During my journey my relationship with GOD was greatly impacted. As I struggled to come to terms with the fact that I would never have children of my own, I found myself blaming God. I did not understand why he did this to me. Why he took the greatest gift from me. So many undeserving people were blessed with children. So many were able to conceive without intention. They day that I stopped praying for children is the day I stopped praying and I started living a lie. In front of friends and family I would pretend that I still maintained a relationship with God. I still went to church. But for years it was just something I did to keep the peace in my family. I couldn't share my true feelings. Especially with my mother and my sister.
Over time my heart and my relationship with God would heal. I am especially thankful for my mother and my sister, Myra. I know beyond a shadow of a doubt that they prayed me through the roughest days of my life. Throughout my journey they were there. They cried with me, laughed with me. They held my hand, they carried me, they loved me no matter what mood I was in, no matter how angry or sad I was.

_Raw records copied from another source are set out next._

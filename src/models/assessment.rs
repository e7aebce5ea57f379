// src/models/assessment.rs

use std::collections::BTreeMap;

use serde::{Deserialize, Serialize};
use sqlx::FromRow;
use validator::Validate;

/// Represents the 'assessments' table: one subject's attempt.
#[derive(Debug, Clone, PartialEq, FromRow, Serialize, Deserialize)]
pub struct AssessmentState {
    pub id: i64,
    pub user_id: i64,
    pub is_complete: bool,

    /// Permutation of catalog indices, fixed at creation.
    pub question_order: Vec<i32>,

    pub current_question_index: i32,

    pub created_at: Option<chrono::DateTime<chrono::Utc>>,
    pub updated_at: Option<chrono::DateTime<chrono::Utc>>,
}

impl AssessmentState {
    pub fn position(&self) -> usize {
        self.current_question_index.max(0) as usize
    }

    pub fn total(&self) -> usize {
        self.question_order.len()
    }
}

/// Represents the 'answers' table. Unique per (assessment_id, question_id).
#[derive(Debug, Clone, FromRow, Serialize, Deserialize)]
pub struct AnswerRecord {
    pub assessment_id: i64,
    pub question_id: String,
    pub answer_value: String,
}

/// Represents the 'metrics' table. Rows are append-only.
#[derive(Debug, Clone, FromRow, Serialize, Deserialize)]
pub struct AssessmentMetric {
    pub id: i64,
    pub assessment_id: i64,
    pub question_id: String,
    pub metric_key: String,
    pub metric_value: f64,
    pub sample_size: i32,
    pub created_at: Option<chrono::DateTime<chrono::Utc>>,
}

/// A calculated metric waiting to be attached to an attempt.
#[derive(Debug, Clone, PartialEq, Serialize)]
pub struct NewAssessmentMetric {
    pub question_id: String,
    pub metric_key: String,
    pub metric_value: f64,
    pub sample_size: i32,
}

/// DTO for answering the current question.
#[derive(Debug, Deserialize, Validate)]
#[serde(rename_all = "camelCase")]
pub struct AdvanceRequest {
    #[validate(length(min = 1, max = 255))]
    pub question_id: String,

    /// Free text, a selected option value, or a serialized cognitive-test payload.
    #[serde(default)]
    pub answer: Option<String>,
}

/// Answers collected for a finished attempt, keyed by question id.
#[derive(Debug, Clone, Serialize)]
pub struct AssessmentResults {
    pub assessment_id: i64,
    pub answers: BTreeMap<String, String>,
}
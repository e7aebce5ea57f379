// src/scoring/tmt.rs

use serde::{Deserialize, Serialize};

use crate::models::cognitive::{ScoredTest, TmtClick, TmtOutcome, TmtSummary};

/// Trail-making payload. Completion times and error counts are measured
/// client-side; the click log is kept for reanalysis.
#[derive(Debug, Clone, PartialEq, Serialize, Deserialize)]
#[serde(rename_all = "camelCase")]
pub struct TrailMakingData {
    #[serde(rename = "partACompletionTime", default)]
    pub part_a_completion_time: f64,
    #[serde(rename = "partAErrors", default)]
    pub part_a_errors: i32,
    #[serde(rename = "partBCompletionTime", default)]
    pub part_b_completion_time: f64,
    #[serde(rename = "partBErrors", default)]
    pub part_b_errors: i32,
    #[serde(default)]
    pub clicks: Vec<TmtClick>,
    #[serde(default)]
    pub settings: serde_json::Map<String, serde_json::Value>,
}

pub fn b_to_a_ratio(part_a: f64, part_b: f64) -> f64 {
    if part_a <= 0.0 {
        return 0.0;
    }
    part_b / part_a
}

pub fn summarize(data: &TrailMakingData) -> TmtSummary {
    TmtSummary {
        part_a_completion_time: data.part_a_completion_time,
        part_a_errors: data.part_a_errors,
        part_b_completion_time: data.part_b_completion_time,
        part_b_errors: data.part_b_errors,
        b_to_a_ratio: b_to_a_ratio(data.part_a_completion_time, data.part_b_completion_time),
    }
}

/// Scores a raw trail-making payload, keeping it verbatim as `raw_data`.
pub fn score(raw: serde_json::Value) -> Result<TmtOutcome, serde_json::Error> {
    let data: TrailMakingData = serde_json::from_value(raw.clone())?;
    Ok(ScoredTest {
        summary: summarize(&data),
        details: data.clicks,
        raw_data: raw,
    })
}
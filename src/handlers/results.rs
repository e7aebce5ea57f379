// src/handlers/results.rs

use std::sync::Arc;

use axum::{
    Extension, Json,
    extract::{Query, State},
    response::IntoResponse,
};
use serde::{Deserialize, Serialize};

use crate::{
    error::AppError,
    models::question::{Catalog, MetricOption, Question, QuestionType, metric_options},
    repository::PgStore,
    utils::jwt::Claims,
};

#[derive(Debug, Serialize)]
pub struct ChartQuestion {
    pub id: String,
    pub title: String,
    pub group: String,
    pub metrics: &'static [MetricOption],
}

#[derive(Debug, Serialize)]
pub struct ChartOptions {
    /// Radio questions whose numeric answers serve as symptom scores.
    pub symptoms: Vec<ChartQuestion>,
    /// Questions with chartable metrics.
    pub questions: Vec<ChartQuestion>,
}

#[derive(Debug, Deserialize)]
pub struct TimelineParams {
    pub question: String,
    pub metric: String,
}

#[derive(Debug, Deserialize)]
pub struct CorrelationParams {
    pub symptom: String,
    pub question: String,
    pub metric: String,
}

fn chart_options(catalog: &Catalog) -> ChartOptions {
    let mut symptoms = Vec::new();
    let mut questions = Vec::new();
    for q in &catalog.questions {
        let entry = ChartQuestion {
            id: q.id.clone(),
            title: q.title.clone(),
            group: q.group(),
            metrics: metric_options(q),
        };
        if q.question_type == QuestionType::Radio {
            symptoms.push(entry);
        } else if q.question_type.is_cognitive_test() || q.metrics_type.is_some() {
            questions.push(entry);
        }
    }
    ChartOptions { symptoms, questions }
}

fn known_question<'a>(catalog: &'a Catalog, id: &str) -> Result<&'a Question, AppError> {
    catalog
        .find(id)
        .ok_or_else(|| AppError::NotFound(format!("Unknown question '{id}'")))
}

fn symptom_question<'a>(catalog: &'a Catalog, id: &str) -> Result<&'a Question, AppError> {
    let question = known_question(catalog, id)?;
    if question.question_type != QuestionType::Radio {
        return Err(AppError::BadRequest(format!("'{id}' is not a symptom question")));
    }
    Ok(question)
}

/// Selectable questions and metrics for the charts.
pub async fn options(State(catalog): State<Arc<Catalog>>) -> impl IntoResponse {
    Json(chart_options(&catalog))
}

/// One metric over the user's completed attempts.
pub async fn timeline(
    State(store): State<PgStore>,
    State(catalog): State<Arc<Catalog>>,
    Extension(claims): Extension<Claims>,
    Query(params): Query<TimelineParams>,
) -> Result<impl IntoResponse, AppError> {
    let user_id = claims.user_id()?;
    known_question(&catalog, &params.question)?;
    let points = store
        .timeline(user_id, &params.question, &params.metric)
        .await?;
    Ok(Json(points))
}

/// One metric paired with a symptom score, per completed attempt.
pub async fn correlation(
    State(store): State<PgStore>,
    State(catalog): State<Arc<Catalog>>,
    Extension(claims): Extension<Claims>,
    Query(params): Query<CorrelationParams>,
) -> Result<impl IntoResponse, AppError> {
    let user_id = claims.user_id()?;
    symptom_question(&catalog, &params.symptom)?;
    known_question(&catalog, &params.question)?;
    let points = store
        .correlation(user_id, &params.symptom, &params.question, &params.metric)
        .await?;
    Ok(Json(points))
}
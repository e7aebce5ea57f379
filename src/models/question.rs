// src/models/question.rs

use std::{collections::HashSet, fs, path::Path};

use serde::{Deserialize, Serialize};
use thiserror::Error;

/// The kind of a catalog question.
/// Standard kinds collect a textual answer; `Cpt`, `Dst` and `Tmt` collect a
/// structured trial payload.
#[derive(Debug, Clone, Copy, PartialEq, Eq, Hash, Serialize, Deserialize)]
#[serde(rename_all = "lowercase")]
pub enum QuestionType {
    Radio,
    Dropdown,
    Checkbox,
    Text,
    Textarea,
    Cpt,
    Dst,
    Tmt,
}

impl QuestionType {
    pub fn is_cognitive_test(self) -> bool {
        matches!(self, QuestionType::Cpt | QuestionType::Dst | QuestionType::Tmt)
    }

    pub fn as_str(self) -> &'static str {
        match self {
            QuestionType::Radio => "radio",
            QuestionType::Dropdown => "dropdown",
            QuestionType::Checkbox => "checkbox",
            QuestionType::Text => "text",
            QuestionType::Textarea => "textarea",
            QuestionType::Cpt => "cpt",
            QuestionType::Dst => "dst",
            QuestionType::Tmt => "tmt",
        }
    }
}

#[derive(Debug, Clone, PartialEq, Serialize, Deserialize)]
pub struct QuestionOption {
    pub value: String,
    pub label: String,
    #[serde(default, skip_serializing_if = "Option::is_none")]
    pub description: Option<String>,
}

/// A question definition from the catalog file.
#[derive(Debug, Clone, PartialEq, Serialize, Deserialize)]
pub struct Question {
    pub id: String,
    pub title: String,
    #[serde(default)]
    pub description: String,

    #[serde(rename = "type")]
    pub question_type: QuestionType,

    /// Which interaction metrics are meaningful here: "mouse" or "keyboard".
    #[serde(default)]
    pub metrics_type: Option<String>,

    #[serde(default)]
    pub required: bool,

    /// Answer choices for standard questions, test settings for cognitive tests.
    #[serde(default)]
    pub options: Vec<QuestionOption>,

    #[serde(default, skip_serializing_if = "Option::is_none")]
    pub placeholder: Option<String>,

    #[serde(default, skip_serializing_if = "Option::is_none")]
    pub max_length: Option<u32>,
}

impl Question {
    /// Settings object handed to the client-side test runner (option label -> value).
    /// Standard questions have none.
    pub fn settings(&self) -> Option<serde_json::Value> {
        if !self.question_type.is_cognitive_test() {
            return None;
        }
        let settings: serde_json::Map<String, serde_json::Value> = self
            .options
            .iter()
            .map(|o| (o.label.clone(), serde_json::Value::String(o.value.clone())))
            .collect();
        Some(serde_json::Value::Object(settings))
    }

    /// Group used by the results page selector.
    pub fn group(&self) -> String {
        match self.question_type {
            QuestionType::Radio => "symptom".to_string(),
            QuestionType::Cpt | QuestionType::Dst | QuestionType::Tmt => {
                self.question_type.as_str().to_string()
            }
            _ => self.metrics_type.clone().unwrap_or_default(),
        }
    }
}

/// A selectable metric for the results views.
#[derive(Debug, Clone, PartialEq, Serialize)]
pub struct MetricOption {
    pub value: &'static str,
    pub label: &'static str,
}

const CPT_METRICS: &[MetricOption] = &[
    MetricOption { value: "reaction_time", label: "Reaction Time (ms)" },
    MetricOption { value: "detection_rate", label: "Detection Rate (%)" },
    MetricOption { value: "omission_error_rate", label: "Omission Error Rate (%)" },
    MetricOption { value: "commission_error_rate", label: "Commission Error Rate (%)" },
];

const TMT_METRICS: &[MetricOption] = &[
    MetricOption { value: "part_a_time", label: "Part A Time (ms)" },
    MetricOption { value: "part_b_time", label: "Part B Time (ms)" },
    MetricOption { value: "b_a_ratio", label: "B/A Ratio" },
    MetricOption { value: "part_a_errors", label: "Part A Errors" },
    MetricOption { value: "part_b_errors", label: "Part B Errors" },
];

const DST_METRICS: &[MetricOption] = &[
    MetricOption { value: "highest_span", label: "Highest Span Achieved" },
    MetricOption { value: "correct_trials", label: "Correct Trials" },
    MetricOption { value: "total_trials", label: "Total Trials" },
];

const KEYBOARD_METRICS: &[MetricOption] = &[
    MetricOption { value: "typing_speed", label: "Typing Speed" },
    MetricOption { value: "average_inter_key_interval", label: "Inter-Key Interval" },
    MetricOption { value: "typing_rhythm_variability", label: "Typing Rhythm Variability" },
    MetricOption { value: "correction_rate", label: "Correction Rate" },
    MetricOption { value: "keyboard_fluency", label: "Keyboard Fluency Score" },
];

const MOUSE_METRICS: &[MetricOption] = &[
    MetricOption { value: "click_precision", label: "Click Precision" },
    MetricOption { value: "path_efficiency", label: "Path Efficiency" },
    MetricOption { value: "overshoot_rate", label: "Overshoot Rate" },
    MetricOption { value: "average_velocity", label: "Average Velocity" },
    MetricOption { value: "velocity_variability", label: "Velocity Variability" },
];

/// Metrics that can be charted for a question. Cognitive tests expose their
/// summary scores; other questions expose interaction metrics by `metrics_type`,
/// falling back to pointer metrics.
pub fn metric_options(question: &Question) -> &'static [MetricOption] {
    match question.question_type {
        QuestionType::Cpt => CPT_METRICS,
        QuestionType::Tmt => TMT_METRICS,
        QuestionType::Dst => DST_METRICS,
        _ => match question.metrics_type.as_deref() {
            Some("keyboard") => KEYBOARD_METRICS,
            _ => MOUSE_METRICS,
        },
    }
}

#[derive(Debug, Error)]
pub enum CatalogError {
    #[error("failed to read question catalog: {0}")]
    Io(#[from] std::io::Error),

    #[error("failed to parse question catalog: {0}")]
    Parse(#[from] serde_json::Error),

    #[error("question catalog has no questions")]
    Empty,

    #[error("duplicate question id '{0}'")]
    DuplicateId(String),
}

/// The ordered question list, loaded once at start-up and shared read-only.
#[derive(Debug, Clone, Serialize, Deserialize)]
pub struct Catalog {
    pub questions: Vec<Question>,
}

impl Catalog {
    pub fn new(questions: Vec<Question>) -> Result<Self, CatalogError> {
        if questions.is_empty() {
            return Err(CatalogError::Empty);
        }
        let mut seen = HashSet::new();
        for q in &questions {
            if !seen.insert(q.id.as_str()) {
                return Err(CatalogError::DuplicateId(q.id.clone()));
            }
        }
        Ok(Self { questions })
    }

    pub fn from_json(raw: &str) -> Result<Self, CatalogError> {
        let parsed: Catalog = serde_json::from_str(raw)?;
        Self::new(parsed.questions)
    }

    pub fn load(path: impl AsRef<Path>) -> Result<Self, CatalogError> {
        let raw = fs::read_to_string(path)?;
        Self::from_json(&raw)
    }

    pub fn len(&self) -> usize {
        self.questions.len()
    }

    pub fn is_empty(&self) -> bool {
        self.questions.is_empty()
    }

    pub fn get(&self, index: usize) -> Option<&Question> {
        self.questions.get(index)
    }

    pub fn find(&self, id: &str) -> Option<&Question> {
        self.questions.iter().find(|q| q.id == id)
    }
}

I am stronger today because of my two prayer warriors. For anyone that is going through a similar journey, I pray that you have a support group to help you through.
Until I reached the end of journey I did not realize that I also had a fear of being alone. Their presence in my life unconditionally was critical to my healing. If you are ever placed in a position that someone you are close to is going through a similar journey, remember that your presence in their life may be more healing than any other thing that you may say or do for them.